The Closing of the American Mind By Alan Bloom Professor of sociology, co-director of the John M. Olin Center for Inquiry into the Theory and Practice of Democracy, Bloom's book is a study of the narrowing scope of "permissable" intellectual criticism and discovery in universities, and a reduction of the rigor of their curriculum, as effects of rampant humanism and the declining importance of morality in these institutions. This book is not what you might call "light reading".

Swampwalker's Journal: A Wetlands Year By David M. Carroll No other book has inspired me to go wandering out in the woods/swamps than reading this book. Organized as a collection of journal excerpts, Mr. Carroll's love of murky places is closely matched with his knowledge of plant and animal species as well as their natural histories. The pencil sketches throughout the book, also by Mr. Carroll, are as gorgeous as they are meticulously exact.

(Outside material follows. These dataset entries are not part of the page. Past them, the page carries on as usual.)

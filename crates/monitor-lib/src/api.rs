//! HTTP API for health checks, Prometheus metrics, monitor status and
//! metric discovery on the configured backends

use crate::aggregator::ServiceAggregator;
use crate::debounce::DebounceEngine;
use crate::dispatch::FailingCheck;
use crate::error::{CheckError, StoreError};
use crate::health::{ComponentStatus, HealthRegistry};
use crate::models::{
    CheckId, EffectiveStatus, InstanceId, OverallStatus, ServiceId, StatusCheck,
    StatusCheckResult,
};
use crate::report::{build_report, CheckReport};
use crate::sources::MetricSource;
use crate::store::Store;
use axum::{
    extract::{Path, Query, State},
    http::StatusCode,
    response::{IntoResponse, Response},
    routing::get,
    Json, Router,
};
use chrono::{NaiveDate, Utc};
use prometheus::{Encoder, TextEncoder};
use serde::{Deserialize, Serialize};
use std::collections::BTreeMap;
use std::sync::Arc;
use tracing::{info, warn};

const DEFAULT_RESULT_LIMIT: usize = 20;

/// Shared application state
#[derive(Clone)]
pub struct AppState {
    pub health_registry: HealthRegistry,
    pub store: Arc<dyn Store>,
    pub debounce: Arc<DebounceEngine>,
    pub aggregator: Arc<ServiceAggregator>,
    /// Backends searchable through `/api/metrics`, keyed by check kind
    pub metric_sources: BTreeMap<String, Arc<dyn MetricSource>>,
}

impl AppState {
    pub fn new(
        health_registry: HealthRegistry,
        store: Arc<dyn Store>,
        debounce: Arc<DebounceEngine>,
        aggregator: Arc<ServiceAggregator>,
    ) -> Self {
        Self {
            health_registry,
            store,
            debounce,
            aggregator,
            metric_sources: BTreeMap::new(),
        }
    }

    pub fn with_metric_source(
        mut self,
        name: impl Into<String>,
        source: Arc<dyn MetricSource>,
    ) -> Self {
        self.metric_sources.insert(name.into(), source);
        self
    }
}

/// Error body returned by the status endpoints
#[derive(Debug, Serialize, Deserialize)]
pub struct ErrorBody {
    pub error: String,
}

#[derive(Debug)]
pub enum ApiError {
    Store(StoreError),
    Source(CheckError),
    BadRequest(String),
}

impl From<StoreError> for ApiError {
    fn from(err: StoreError) -> Self {
        ApiError::Store(err)
    }
}

impl IntoResponse for ApiError {
    fn into_response(self) -> Response {
        let (status, message) = match self {
            ApiError::Store(err @ StoreError::NotFound { .. }) => {
                (StatusCode::NOT_FOUND, err.to_string())
            }
            ApiError::Store(err) => {
                warn!(error = %err, "Store error while serving request");
                (StatusCode::INTERNAL_SERVER_ERROR, err.to_string())
            }
            ApiError::Source(err @ CheckError::Configuration(_)) => {
                (StatusCode::BAD_REQUEST, err.to_string())
            }
            ApiError::Source(err) => {
                warn!(error = %err, "Metric backend error while serving request");
                (StatusCode::BAD_GATEWAY, err.to_string())
            }
            ApiError::BadRequest(message) => (StatusCode::BAD_REQUEST, message),
        };
        (status, Json(ErrorBody { error: message })).into_response()
    }
}

#[derive(Debug, Clone, Serialize, Deserialize)]
pub struct ServiceSummary {
    pub id: ServiceId,
    pub name: String,
    #[serde(default)]
    pub url: Option<String>,
    pub status: OverallStatus,
    pub alerts_enabled: bool,
    pub failing_checks: Vec<FailingCheck>,
}

#[derive(Debug, Clone, Serialize, Deserialize)]
pub struct InstanceSummary {
    pub id: InstanceId,
    pub name: String,
    #[serde(default)]
    pub address: Option<String>,
    pub status: OverallStatus,
    pub failing_checks: Vec<FailingCheck>,
}

#[derive(Debug, Clone, Serialize, Deserialize)]
pub struct CheckSummary {
    #[serde(flatten)]
    pub check: StatusCheck,
    pub effective_status: EffectiveStatus,
    #[serde(default)]
    pub last_result: Option<StatusCheckResult>,
}

#[derive(Debug, Deserialize)]
pub struct ResultsQuery {
    pub limit: Option<usize>,
}

#[derive(Debug, Deserialize)]
pub struct MetricSearchQuery {
    pub source: String,
    pub pattern: String,
}

#[derive(Debug, Clone, Serialize, Deserialize)]
pub struct MetricSearch {
    pub source: String,
    pub pattern: String,
    pub metrics: Vec<String>,
}

#[derive(Debug, Deserialize)]
pub struct ReportQuery {
    pub from: NaiveDate,
    pub to: NaiveDate,
}

/// Health check response - returns 200 if healthy, 503 if unhealthy
async fn healthz(State(state): State<Arc<AppState>>) -> impl IntoResponse {
    let health = state.health_registry.health().await;

    let status_code = match health.status {
        ComponentStatus::Healthy => StatusCode::OK,
        ComponentStatus::Degraded => StatusCode::OK, // Still operational
        ComponentStatus::Unhealthy => StatusCode::SERVICE_UNAVAILABLE,
    };

    (status_code, Json(health))
}

/// Readiness check response - returns 200 if ready, 503 if not ready
async fn readyz(State(state): State<Arc<AppState>>) -> impl IntoResponse {
    let readiness = state.health_registry.readiness().await;

    let status_code = if readiness.ready {
        StatusCode::OK
    } else {
        StatusCode::SERVICE_UNAVAILABLE
    };

    (status_code, Json(readiness))
}

/// Prometheus metrics endpoint
async fn metrics() -> Response {
    let encoder = TextEncoder::new();
    let metric_families = prometheus::gather();
    let mut buffer = Vec::new();

    if let Err(e) = encoder.encode(&metric_families, &mut buffer) {
        return (StatusCode::INTERNAL_SERVER_ERROR, e.to_string()).into_response();
    }

    (
        StatusCode::OK,
        [("content-type", "text/plain; charset=utf-8")],
        buffer,
    )
        .into_response()
}

async fn service_summary(state: &AppState, id: ServiceId) -> Result<ServiceSummary, ApiError> {
    let service = state.store.get_service(id).await?;
    let (status, failing_checks) = state.aggregator.evaluate(id).await?;
    Ok(ServiceSummary {
        id,
        name: service.name,
        url: service.url,
        status,
        alerts_enabled: service.alerts_enabled,
        failing_checks,
    })
}

async fn list_services(
    State(state): State<Arc<AppState>>,
) -> Result<Json<Vec<ServiceSummary>>, ApiError> {
    let mut summaries = Vec::new();
    for service in state.store.list_services().await? {
        summaries.push(service_summary(&state, service.id).await?);
    }
    Ok(Json(summaries))
}

async fn get_service(
    State(state): State<Arc<AppState>>,
    Path(id): Path<ServiceId>,
) -> Result<Json<ServiceSummary>, ApiError> {
    Ok(Json(service_summary(&state, id).await?))
}

async fn list_instances(
    State(state): State<Arc<AppState>>,
) -> Result<Json<Vec<InstanceSummary>>, ApiError> {
    let mut summaries = Vec::new();
    for instance in state.store.list_instances().await? {
        let (status, failing_checks) = state.aggregator.evaluate_instance(instance.id).await?;
        summaries.push(InstanceSummary {
            id: instance.id,
            name: instance.name,
            address: instance.address,
            status,
            failing_checks,
        });
    }
    Ok(Json(summaries))
}

async fn list_checks(
    State(state): State<Arc<AppState>>,
) -> Result<Json<Vec<CheckSummary>>, ApiError> {
    let mut summaries = Vec::new();
    for check in state.store.list_checks().await? {
        let last_result = state.store.recent_results(check.id, 1).await?.pop();
        summaries.push(CheckSummary {
            effective_status: state.debounce.effective(check.id),
            check,
            last_result,
        });
    }
    Ok(Json(summaries))
}

async fn check_results(
    State(state): State<Arc<AppState>>,
    Path(id): Path<CheckId>,
    Query(query): Query<ResultsQuery>,
) -> Result<Json<Vec<StatusCheckResult>>, ApiError> {
    state.store.get_check(id).await?;
    let limit = query.limit.unwrap_or(DEFAULT_RESULT_LIMIT);
    Ok(Json(state.store.recent_results(id, limit).await?))
}

async fn check_report(
    State(state): State<Arc<AppState>>,
    Path(id): Path<CheckId>,
    Query(query): Query<ReportQuery>,
) -> Result<Json<CheckReport>, ApiError> {
    if query.from > query.to {
        return Err(ApiError::BadRequest(format!(
            "from ({}) is after to ({})",
            query.from, query.to
        )));
    }

    let mut reports =
        build_report(state.store.as_ref(), &[id], query.from, query.to, Utc::now()).await?;
    reports
        .pop()
        .map(Json)
        .ok_or_else(|| ApiError::BadRequest("empty report".to_string()))
}

/// Metric paths on a backend, for building metric checks
async fn find_metrics(
    State(state): State<Arc<AppState>>,
    Query(query): Query<MetricSearchQuery>,
) -> Result<Json<MetricSearch>, ApiError> {
    let source = state.metric_sources.get(&query.source).ok_or_else(|| {
        ApiError::BadRequest(format!("no {} backend configured", query.source))
    })?;
    if query.pattern.trim().is_empty() {
        return Err(ApiError::BadRequest("pattern must not be empty".to_string()));
    }

    let metrics = source
        .find_metrics(&query.pattern)
        .await
        .map_err(ApiError::Source)?;
    Ok(Json(MetricSearch {
        source: query.source,
        pattern: query.pattern,
        metrics,
    }))
}

/// Create the API router
pub fn create_router(state: Arc<AppState>) -> Router {
    Router::new()
        .route("/healthz", get(healthz))
        .route("/readyz", get(readyz))
        .route("/metrics", get(metrics))
        .route("/api/services", get(list_services))
        .route("/api/services/:id", get(get_service))
        .route("/api/instances", get(list_instances))
        .route("/api/checks", get(list_checks))
        .route("/api/checks/:id/results", get(check_results))
        .route("/api/checks/:id/report", get(check_report))
        .route("/api/metrics", get(find_metrics))
        .with_state(state)
}

/// Start the API server
pub async fn serve(port: u16, state: Arc<AppState>) -> anyhow::Result<()> {
    let app = create_router(state);

    let addr = format!("0.0.0.0:{}", port);
    info!(addr = %addr, "Starting API server");

    let listener = tokio::net::TcpListener::bind(&addr).await?;
    axum::serve(listener, app).await?;

    Ok(())
}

Magical Mushrooms, Mischievous Molds By George W. Hudler Human society has been greatly influenced by fungi. From their role in nutrient cycling in the environment to bread to yeast infections we are all dependant on these crafty organisms. A great, non-technical account of a fabulous group of living things

Aquagenesis By Richard Ellis If you are at all interested in the origins of life in the oceans, this is is a good one. Rather academic but interesting.

Fight Club By Chuck Palahniuk This book was recommended to me by Sarah Bautochka. I thought the movie was fabulous and it changed my view of Brad Pitt. Reading the book was like seeing the movie so I didn't gain any extra insight into the characters. A decent read if not rather violent.

The River Why By David James Duncan  Anyone who has gone fishing will appreciate this one, although you don't have to be an angler to get a kick out of this one. The fictional autobiography of a devout fly-fisherman. Hilarious.

Animal Dreams By Barbara Kingsolver This novel is about a young woman who returns to her home town in New Mexico to find a new career as, of all things, a biology teacher. She ends up doing a lot of soul searching too.

Harry Potter and the Order of the Phoenix By J. K. Rowling Hey, I need some light reading too!! So they're not the most eloquent books written. Anything that gets kids to line up at bookstores for a book and not tickets to see Nelly is fabulous in my book.

The Color of Water By James McBride I read this one in one day, not because I'm such a fast reader. This book is just that good. This is an incredible story about a black man growing up with his white, Jewish mother and 11 other brothers and sisters. James McBride is also an accomplished jazz saxophonist.

Flu By Gina Kolata  This book describes the flu epidemic of 1918. Over 1.5 million Americans died in three or four months! Better reading than it sounds.

Bag of Bones By Stephen King  No. This has nothing to do with science. But I couldn't put it down. I've read quite a bit of Stephen King's books. This one is great!

The Antibiotic Paradox By Stuart B. Levy  Have you ever been prescribed antibiotics by a doctor? Ever taken antibiotics that weren't prescribed to you? Do you know what an antibiotic is? Important stuff that impacts your life.

Biophilia By Edward O. Wilson This is a classic. The SAT vocabulary used doesn't make this easy to read but, it is beautiful.